Notification Manager supports sending notifications to Slack channels. If a tenant named test-user who wants to receive notifications from Slack, create a Slack receiver as follows:

cat <<EOF | kubectl apply -f -
apiVersion: v1
data:
  token: dGVzdA==
kind: Secret
metadata:
  labels:
    app: notification-manager
  name: test-user-slack-secret
  namespace: kubesphere-monitoring-system
type: Opaque

---
apiVersion: notification.kubesphere.io/v1alpha1
kind: SlackConfig
metadata:
  name: test-user-config
  namespace: kubesphere-monitoring-system
  labels:
    app: notification-manager
    type: tenant
    user: test-user
spec:
  slackTokenSecret: 
    key: token
    name: test-user-slack-secret

---
apiVersion: notification.kubesphere.io/v1alpha1
kind: SlackReceiver
metadata:
  name: test-user-slack
  namespace: kubesphere-monitoring-system
  labels:
    app: notification-manager
    type: tenant
    user: test-user
spec:
  slackConfigSelector:
    matchLabels:
      type: tenant
      user: test-user
  channel: alert
EOF

Info

  • The Slack token is the OAuth Access Token or Bot User OAuth Access Token when you create a Slack app.
  • This app must have the scope chat:write.
  • The user who creates the app or bot user must be in the channel to which you want to send notifications.
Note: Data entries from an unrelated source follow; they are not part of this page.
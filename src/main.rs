use anyhow::Result;
use gridflow::cli::App;

#[tokio::main]
async fn main() -> Result<()> {
    let (app, args) = App::from_args()?;

    app.run(args).await?;

    Ok(())
}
slackConfigSelector is a selector to select SlackConfig for the Slack receiver. If slackConfigSelector is not set, the Slack receiver will use the default Slack configuration. You can create a default Slack configuration as follows:

cat <<EOF | kubectl apply -f -
apiVersion: v1
data:
  token: dGVzdA==
kind: Secret
metadata:
  labels:
    app: notification-manager
  name: default-slack-secret
  namespace: kubesphere-monitoring-system
type: Opaque

---
apiVersion: notification.kubesphere.io/v1alpha1
kind: SlackConfig
metadata:
  name: default-slack-config
  namespace: kubesphere-monitoring-system
  labels:
    app: notification-manager
    type: default
spec:
  slackTokenSecret: 
    key: token
    name: default-slack-secret
EOF

Slack receivers with the label type: tenant can only receive notifications from the namespace to which the specified tenant user has access. If you want them to receive notifications from all namespaces or even without a namespace label, you can create a global Slack receiver with the label type: global as below:

cat <<EOF | kubectl apply -f -
apiVersion: notification.kubesphere.io/v1alpha1
kind: SlackReceiver
metadata:
  name: global-slack-slack
  namespace: kubesphere-monitoring-system
  labels:
    app: notification-manager
    type: global
spec:
  channel: global
EOF

Note

The global Slack receiver will use the default Slack configuration.